The answer must consist of every line below that holds the word "order".

Start of Records to use

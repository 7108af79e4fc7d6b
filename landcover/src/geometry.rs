//! Helpers géométriques pour l'échange avec PostGIS
//!
//! Encodage EWKB (WKB + SRID), décodage WKB, enveloppe monde et
//! validation structurelle avant envoi à PostGIS.

use geo::{Coord, Geometry, LineString, MultiLineString, MultiPolygon, Polygon, Rect};

use crate::LandcoverError;

/// SRID de stockage des parcelles (WGS84)
pub const WGS84_SRID: u32 = 4326;

/// Enveloppe monde en WGS84, utilisée comme emprise par défaut
pub fn world_envelope() -> Geometry {
    let rect = Rect::new(
        Coord { x: -180.0, y: -90.0 },
        Coord { x: 180.0, y: 90.0 },
    );
    Geometry::Polygon(rect.to_polygon())
}

/// Convertit une géométrie geo en EWKB PostGIS
///
/// Le WKB standard est étendu avec le flag SRID (0x20000000) et le code
/// SRID, dans le byte order du WKB produit.
pub fn geometry_to_ewkb(geom: &Geometry, srid: u32) -> Result<Vec<u8>, LandcoverError> {
    let wkb = wkb::geom_to_wkb(geom).map_err(|e| LandcoverError::Wkb(format!("{:?}", e)))?;

    if wkb.len() < 5 {
        return Err(LandcoverError::Wkb("WKB too short".into()));
    }

    let mut ewkb = Vec::with_capacity(wkb.len() + 4);
    ewkb.push(wkb[0]); // Byte order

    // Type avec flag SRID (0x20000000)
    let type_bytes = [wkb[1], wkb[2], wkb[3], wkb[4]];
    let geom_type = if wkb[0] == 1 {
        // Little endian
        u32::from_le_bytes(type_bytes) | 0x20000000
    } else {
        // Big endian
        u32::from_be_bytes(type_bytes) | 0x20000000
    };

    if wkb[0] == 1 {
        ewkb.extend_from_slice(&geom_type.to_le_bytes());
        ewkb.extend_from_slice(&srid.to_le_bytes());
    } else {
        ewkb.extend_from_slice(&geom_type.to_be_bytes());
        ewkb.extend_from_slice(&srid.to_be_bytes());
    }

    ewkb.extend_from_slice(&wkb[5..]);

    Ok(ewkb)
}

/// Décode un WKB (tel que retourné par `ST_AsBinary`) en géométrie geo
pub fn geometry_from_wkb(bytes: &[u8]) -> Result<Geometry, LandcoverError> {
    let mut reader = bytes;
    wkb::wkb_to_geom(&mut reader).map_err(|e| LandcoverError::Wkb(format!("{:?}", e)))
}

/// Vérifie qu'une géométrie est structurellement acceptable pour PostGIS
///
/// Anneaux fermés d'au moins 4 points, lignes d'au moins 2 points.
pub fn ok_for_postgis(geom: &Geometry) -> bool {
    fn ring_ok(r: &LineString) -> bool {
        if r.0.len() < 4 {
            return false;
        }
        match (r.0.first(), r.0.last()) {
            (Some(a), Some(b)) => a == b,
            _ => false,
        }
    }

    fn polygon_ok(p: &Polygon) -> bool {
        ring_ok(p.exterior()) && p.interiors().iter().all(ring_ok)
    }

    fn multilines_ok(mls: &MultiLineString) -> bool {
        mls.0.iter().all(|ls| ls.0.len() >= 2)
    }

    fn multipoly_ok(mp: &MultiPolygon) -> bool {
        !mp.0.is_empty() && mp.0.iter().all(polygon_ok)
    }

    match geom {
        Geometry::Point(_) => true,
        Geometry::MultiPoint(mp) => !mp.0.is_empty(),
        Geometry::LineString(ls) => ls.0.len() >= 2,
        Geometry::MultiLineString(mls) => multilines_ok(mls),
        Geometry::Polygon(p) => polygon_ok(p),
        Geometry::MultiPolygon(mp) => multipoly_ok(mp),
        Geometry::GeometryCollection(gc) => {
            !gc.0.is_empty() && gc.0.iter().all(ok_for_postgis)
        }
        _ => true,
    }
}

End of Records to use

Result of the task —
/// SRID, dans le byte order du WKB produit.
    ewkb.push(wkb[0]); // Byte order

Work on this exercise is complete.